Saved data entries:
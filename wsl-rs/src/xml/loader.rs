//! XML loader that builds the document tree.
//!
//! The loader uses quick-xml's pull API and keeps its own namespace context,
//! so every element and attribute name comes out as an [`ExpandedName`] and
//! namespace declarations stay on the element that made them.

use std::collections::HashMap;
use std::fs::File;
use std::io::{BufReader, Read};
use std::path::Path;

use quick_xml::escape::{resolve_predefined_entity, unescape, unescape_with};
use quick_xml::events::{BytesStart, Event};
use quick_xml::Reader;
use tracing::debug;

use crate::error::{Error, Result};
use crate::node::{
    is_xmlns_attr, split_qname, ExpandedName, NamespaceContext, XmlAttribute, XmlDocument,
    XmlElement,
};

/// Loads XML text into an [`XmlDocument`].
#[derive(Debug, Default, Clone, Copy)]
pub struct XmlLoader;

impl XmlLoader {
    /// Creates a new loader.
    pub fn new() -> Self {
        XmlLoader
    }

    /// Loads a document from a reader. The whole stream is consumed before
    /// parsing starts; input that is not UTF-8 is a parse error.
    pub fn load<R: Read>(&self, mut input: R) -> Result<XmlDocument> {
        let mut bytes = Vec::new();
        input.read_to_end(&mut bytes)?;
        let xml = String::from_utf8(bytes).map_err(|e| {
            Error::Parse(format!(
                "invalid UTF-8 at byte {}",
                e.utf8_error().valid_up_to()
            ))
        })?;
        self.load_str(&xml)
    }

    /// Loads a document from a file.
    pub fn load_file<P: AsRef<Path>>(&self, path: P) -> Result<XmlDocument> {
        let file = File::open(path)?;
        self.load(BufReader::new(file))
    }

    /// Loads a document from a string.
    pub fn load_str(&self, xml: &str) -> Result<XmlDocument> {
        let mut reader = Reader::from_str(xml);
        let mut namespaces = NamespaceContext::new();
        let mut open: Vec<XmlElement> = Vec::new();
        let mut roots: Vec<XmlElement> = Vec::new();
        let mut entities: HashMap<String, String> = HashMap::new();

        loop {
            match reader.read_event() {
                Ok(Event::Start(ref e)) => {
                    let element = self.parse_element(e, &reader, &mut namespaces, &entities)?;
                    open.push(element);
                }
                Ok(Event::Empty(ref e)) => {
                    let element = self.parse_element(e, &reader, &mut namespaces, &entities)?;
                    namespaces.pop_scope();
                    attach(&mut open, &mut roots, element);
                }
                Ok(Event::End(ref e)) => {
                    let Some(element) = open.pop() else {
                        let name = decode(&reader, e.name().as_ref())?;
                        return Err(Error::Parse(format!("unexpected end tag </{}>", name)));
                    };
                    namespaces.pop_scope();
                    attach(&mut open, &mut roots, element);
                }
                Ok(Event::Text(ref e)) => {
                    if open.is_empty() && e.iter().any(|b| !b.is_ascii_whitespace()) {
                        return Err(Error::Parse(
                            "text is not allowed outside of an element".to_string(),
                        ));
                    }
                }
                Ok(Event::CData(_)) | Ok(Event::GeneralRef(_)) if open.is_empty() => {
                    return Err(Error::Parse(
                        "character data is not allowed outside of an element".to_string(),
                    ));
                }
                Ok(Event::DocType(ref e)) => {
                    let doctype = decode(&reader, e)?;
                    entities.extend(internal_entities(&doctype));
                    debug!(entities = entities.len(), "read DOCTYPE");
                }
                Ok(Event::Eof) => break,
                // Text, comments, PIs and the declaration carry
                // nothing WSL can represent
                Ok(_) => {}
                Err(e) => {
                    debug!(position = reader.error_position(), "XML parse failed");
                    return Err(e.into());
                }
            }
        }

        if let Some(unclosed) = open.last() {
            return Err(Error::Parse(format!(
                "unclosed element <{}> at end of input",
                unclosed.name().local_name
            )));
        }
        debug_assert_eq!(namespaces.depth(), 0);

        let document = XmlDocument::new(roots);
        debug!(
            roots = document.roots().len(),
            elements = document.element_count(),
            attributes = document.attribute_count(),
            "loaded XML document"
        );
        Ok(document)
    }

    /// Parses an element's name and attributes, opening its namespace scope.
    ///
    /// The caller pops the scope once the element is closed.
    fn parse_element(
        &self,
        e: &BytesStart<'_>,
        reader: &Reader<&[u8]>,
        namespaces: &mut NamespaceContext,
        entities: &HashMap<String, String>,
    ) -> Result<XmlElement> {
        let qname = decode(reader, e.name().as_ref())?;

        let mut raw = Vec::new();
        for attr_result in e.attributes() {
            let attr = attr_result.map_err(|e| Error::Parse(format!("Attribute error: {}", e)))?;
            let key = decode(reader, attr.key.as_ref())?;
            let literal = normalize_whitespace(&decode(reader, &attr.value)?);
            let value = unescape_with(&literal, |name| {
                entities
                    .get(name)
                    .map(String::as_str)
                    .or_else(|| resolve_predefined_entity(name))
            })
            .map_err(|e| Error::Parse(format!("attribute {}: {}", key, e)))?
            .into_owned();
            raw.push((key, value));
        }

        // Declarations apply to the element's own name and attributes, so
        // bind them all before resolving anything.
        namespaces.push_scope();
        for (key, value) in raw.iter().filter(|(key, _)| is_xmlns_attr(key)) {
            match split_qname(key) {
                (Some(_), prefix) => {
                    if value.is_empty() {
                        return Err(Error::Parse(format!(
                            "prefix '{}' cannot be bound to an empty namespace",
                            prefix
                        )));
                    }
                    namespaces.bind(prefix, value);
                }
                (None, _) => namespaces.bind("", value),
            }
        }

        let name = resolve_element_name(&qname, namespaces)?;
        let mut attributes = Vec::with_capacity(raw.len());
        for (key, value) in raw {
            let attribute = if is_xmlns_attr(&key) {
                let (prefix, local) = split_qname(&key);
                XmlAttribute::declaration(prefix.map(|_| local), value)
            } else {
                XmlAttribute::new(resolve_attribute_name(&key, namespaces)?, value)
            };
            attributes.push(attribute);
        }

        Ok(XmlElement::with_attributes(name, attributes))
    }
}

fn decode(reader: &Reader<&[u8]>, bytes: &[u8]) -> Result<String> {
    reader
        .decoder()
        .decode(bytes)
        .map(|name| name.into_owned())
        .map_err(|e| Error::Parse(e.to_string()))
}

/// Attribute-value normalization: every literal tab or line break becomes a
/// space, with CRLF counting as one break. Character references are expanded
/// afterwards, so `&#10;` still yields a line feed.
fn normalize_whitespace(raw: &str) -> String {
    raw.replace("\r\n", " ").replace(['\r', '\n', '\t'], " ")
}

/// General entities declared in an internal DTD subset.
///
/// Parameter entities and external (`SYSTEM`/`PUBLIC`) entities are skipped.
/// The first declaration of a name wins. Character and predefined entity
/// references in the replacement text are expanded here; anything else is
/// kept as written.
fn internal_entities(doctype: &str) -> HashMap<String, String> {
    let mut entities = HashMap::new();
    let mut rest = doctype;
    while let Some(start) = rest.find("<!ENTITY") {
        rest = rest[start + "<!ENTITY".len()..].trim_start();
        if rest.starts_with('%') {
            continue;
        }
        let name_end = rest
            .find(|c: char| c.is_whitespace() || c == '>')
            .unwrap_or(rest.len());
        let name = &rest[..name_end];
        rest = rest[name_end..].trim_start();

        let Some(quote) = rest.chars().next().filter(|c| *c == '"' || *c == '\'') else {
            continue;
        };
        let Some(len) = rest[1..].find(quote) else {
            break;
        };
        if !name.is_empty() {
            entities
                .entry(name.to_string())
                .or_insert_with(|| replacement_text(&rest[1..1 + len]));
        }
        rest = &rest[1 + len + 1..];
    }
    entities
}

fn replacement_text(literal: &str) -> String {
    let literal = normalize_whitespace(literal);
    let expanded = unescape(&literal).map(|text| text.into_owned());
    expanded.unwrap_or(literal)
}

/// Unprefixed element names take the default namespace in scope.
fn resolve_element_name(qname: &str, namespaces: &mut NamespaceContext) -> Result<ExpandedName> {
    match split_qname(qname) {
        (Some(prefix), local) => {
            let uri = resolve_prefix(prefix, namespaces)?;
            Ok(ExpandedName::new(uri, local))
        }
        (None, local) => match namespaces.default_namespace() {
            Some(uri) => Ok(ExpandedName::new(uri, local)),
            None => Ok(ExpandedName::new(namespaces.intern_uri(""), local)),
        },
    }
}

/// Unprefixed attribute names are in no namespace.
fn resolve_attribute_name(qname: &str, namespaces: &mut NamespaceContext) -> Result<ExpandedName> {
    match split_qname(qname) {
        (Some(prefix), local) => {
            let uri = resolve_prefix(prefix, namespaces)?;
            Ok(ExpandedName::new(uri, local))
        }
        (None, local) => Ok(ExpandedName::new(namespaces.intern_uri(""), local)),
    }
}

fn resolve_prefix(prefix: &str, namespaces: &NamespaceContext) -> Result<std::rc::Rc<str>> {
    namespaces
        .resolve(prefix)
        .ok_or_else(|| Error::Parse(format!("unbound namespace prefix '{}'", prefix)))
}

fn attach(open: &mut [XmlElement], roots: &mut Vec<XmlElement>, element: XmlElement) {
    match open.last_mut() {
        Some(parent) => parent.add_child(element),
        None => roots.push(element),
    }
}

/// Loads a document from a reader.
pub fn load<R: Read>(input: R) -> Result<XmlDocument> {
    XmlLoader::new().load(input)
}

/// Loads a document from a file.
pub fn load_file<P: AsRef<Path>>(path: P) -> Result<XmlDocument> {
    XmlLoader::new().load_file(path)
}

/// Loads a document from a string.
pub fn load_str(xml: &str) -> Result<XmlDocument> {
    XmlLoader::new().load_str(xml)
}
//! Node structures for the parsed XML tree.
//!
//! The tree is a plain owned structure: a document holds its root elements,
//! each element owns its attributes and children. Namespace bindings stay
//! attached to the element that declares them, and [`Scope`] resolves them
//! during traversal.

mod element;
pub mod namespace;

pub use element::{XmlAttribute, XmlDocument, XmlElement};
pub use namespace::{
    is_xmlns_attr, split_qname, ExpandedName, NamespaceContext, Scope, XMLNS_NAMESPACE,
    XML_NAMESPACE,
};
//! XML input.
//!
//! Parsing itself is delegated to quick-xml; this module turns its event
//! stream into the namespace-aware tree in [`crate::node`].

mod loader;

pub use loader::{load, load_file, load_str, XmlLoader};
* * *
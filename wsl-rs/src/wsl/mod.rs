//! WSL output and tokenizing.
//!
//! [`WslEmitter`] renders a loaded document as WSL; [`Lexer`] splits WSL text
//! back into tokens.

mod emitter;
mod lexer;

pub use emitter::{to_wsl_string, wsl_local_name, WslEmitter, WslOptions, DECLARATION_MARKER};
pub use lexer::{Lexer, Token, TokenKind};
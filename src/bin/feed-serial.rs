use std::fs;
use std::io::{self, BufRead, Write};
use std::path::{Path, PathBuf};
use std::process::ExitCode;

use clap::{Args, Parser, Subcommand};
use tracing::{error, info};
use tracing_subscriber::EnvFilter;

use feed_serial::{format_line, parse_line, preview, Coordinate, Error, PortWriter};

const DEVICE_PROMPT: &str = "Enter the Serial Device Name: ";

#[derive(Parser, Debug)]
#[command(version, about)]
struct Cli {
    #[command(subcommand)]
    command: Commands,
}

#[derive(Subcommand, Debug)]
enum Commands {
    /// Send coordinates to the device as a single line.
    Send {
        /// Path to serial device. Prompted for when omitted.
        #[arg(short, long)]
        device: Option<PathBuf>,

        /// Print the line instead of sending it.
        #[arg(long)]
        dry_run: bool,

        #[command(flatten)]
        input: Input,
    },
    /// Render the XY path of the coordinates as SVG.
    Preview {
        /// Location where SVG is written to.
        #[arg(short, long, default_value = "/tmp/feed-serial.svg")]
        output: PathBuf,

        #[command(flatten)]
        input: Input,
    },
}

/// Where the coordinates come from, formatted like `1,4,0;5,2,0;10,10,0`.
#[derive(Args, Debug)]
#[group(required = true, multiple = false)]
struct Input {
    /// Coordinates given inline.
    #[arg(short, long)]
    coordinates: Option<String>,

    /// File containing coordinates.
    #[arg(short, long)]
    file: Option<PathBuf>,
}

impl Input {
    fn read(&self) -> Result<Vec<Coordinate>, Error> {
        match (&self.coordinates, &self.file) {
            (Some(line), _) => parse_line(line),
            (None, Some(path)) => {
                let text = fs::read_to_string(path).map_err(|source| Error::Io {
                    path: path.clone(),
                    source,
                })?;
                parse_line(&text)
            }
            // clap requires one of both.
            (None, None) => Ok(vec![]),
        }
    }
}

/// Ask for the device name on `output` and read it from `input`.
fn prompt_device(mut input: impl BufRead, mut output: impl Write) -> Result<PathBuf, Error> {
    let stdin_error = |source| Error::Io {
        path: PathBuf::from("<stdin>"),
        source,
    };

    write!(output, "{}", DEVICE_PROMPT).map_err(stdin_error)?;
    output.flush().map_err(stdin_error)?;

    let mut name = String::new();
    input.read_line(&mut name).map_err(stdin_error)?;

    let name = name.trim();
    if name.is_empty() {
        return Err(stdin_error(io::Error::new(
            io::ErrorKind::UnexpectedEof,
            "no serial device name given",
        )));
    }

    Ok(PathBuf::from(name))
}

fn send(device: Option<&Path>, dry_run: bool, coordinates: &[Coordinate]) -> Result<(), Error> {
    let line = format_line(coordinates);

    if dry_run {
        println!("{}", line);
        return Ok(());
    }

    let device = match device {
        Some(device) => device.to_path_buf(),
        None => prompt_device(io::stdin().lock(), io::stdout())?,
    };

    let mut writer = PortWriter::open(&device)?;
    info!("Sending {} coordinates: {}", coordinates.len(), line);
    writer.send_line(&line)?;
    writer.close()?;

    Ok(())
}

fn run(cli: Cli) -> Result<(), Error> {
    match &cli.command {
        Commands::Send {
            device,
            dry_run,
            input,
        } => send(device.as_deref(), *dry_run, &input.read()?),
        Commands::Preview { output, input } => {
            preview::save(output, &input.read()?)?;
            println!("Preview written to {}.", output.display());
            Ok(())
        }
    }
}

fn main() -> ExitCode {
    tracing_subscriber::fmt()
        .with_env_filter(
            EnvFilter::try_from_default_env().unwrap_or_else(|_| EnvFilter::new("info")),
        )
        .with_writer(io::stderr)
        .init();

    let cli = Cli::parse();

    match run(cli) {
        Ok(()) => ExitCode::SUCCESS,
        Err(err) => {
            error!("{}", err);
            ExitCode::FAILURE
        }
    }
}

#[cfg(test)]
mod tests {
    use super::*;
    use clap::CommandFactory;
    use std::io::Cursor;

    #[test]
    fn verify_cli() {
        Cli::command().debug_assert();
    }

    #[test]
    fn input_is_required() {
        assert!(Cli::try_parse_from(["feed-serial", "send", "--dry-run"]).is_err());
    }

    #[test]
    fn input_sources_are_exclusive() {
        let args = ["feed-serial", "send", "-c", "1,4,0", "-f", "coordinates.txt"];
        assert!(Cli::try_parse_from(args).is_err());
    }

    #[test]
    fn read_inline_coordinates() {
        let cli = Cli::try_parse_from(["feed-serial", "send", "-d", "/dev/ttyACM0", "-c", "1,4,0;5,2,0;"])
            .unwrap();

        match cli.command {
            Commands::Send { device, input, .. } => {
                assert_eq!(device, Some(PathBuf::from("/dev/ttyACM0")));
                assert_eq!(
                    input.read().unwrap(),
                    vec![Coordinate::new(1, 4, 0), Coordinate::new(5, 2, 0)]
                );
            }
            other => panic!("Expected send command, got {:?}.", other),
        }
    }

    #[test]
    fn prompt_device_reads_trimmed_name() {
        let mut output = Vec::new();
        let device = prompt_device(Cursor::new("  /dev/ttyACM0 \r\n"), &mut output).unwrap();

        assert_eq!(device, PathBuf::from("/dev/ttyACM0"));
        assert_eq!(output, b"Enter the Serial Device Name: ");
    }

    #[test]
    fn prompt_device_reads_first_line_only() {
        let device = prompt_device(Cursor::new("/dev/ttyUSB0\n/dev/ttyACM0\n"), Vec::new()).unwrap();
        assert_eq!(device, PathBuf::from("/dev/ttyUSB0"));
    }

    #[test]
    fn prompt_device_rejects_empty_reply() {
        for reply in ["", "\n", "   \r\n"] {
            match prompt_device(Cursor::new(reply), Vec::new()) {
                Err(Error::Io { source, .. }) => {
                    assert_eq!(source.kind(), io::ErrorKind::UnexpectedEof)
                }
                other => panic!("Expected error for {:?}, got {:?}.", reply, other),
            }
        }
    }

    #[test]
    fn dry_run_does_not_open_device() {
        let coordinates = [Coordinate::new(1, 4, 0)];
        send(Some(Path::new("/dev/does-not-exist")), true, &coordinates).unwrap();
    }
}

Work instructions.
Copy all lines of the records in which the string "WslEmitter" can be found.

Task answer.
//! [`WslEmitter`] renders a loaded document as WSL; [`Lexer`] splits WSL text
pub use emitter::{to_wsl_string, wsl_local_name, WslEmitter, WslOptions, DECLARATION_MARKER};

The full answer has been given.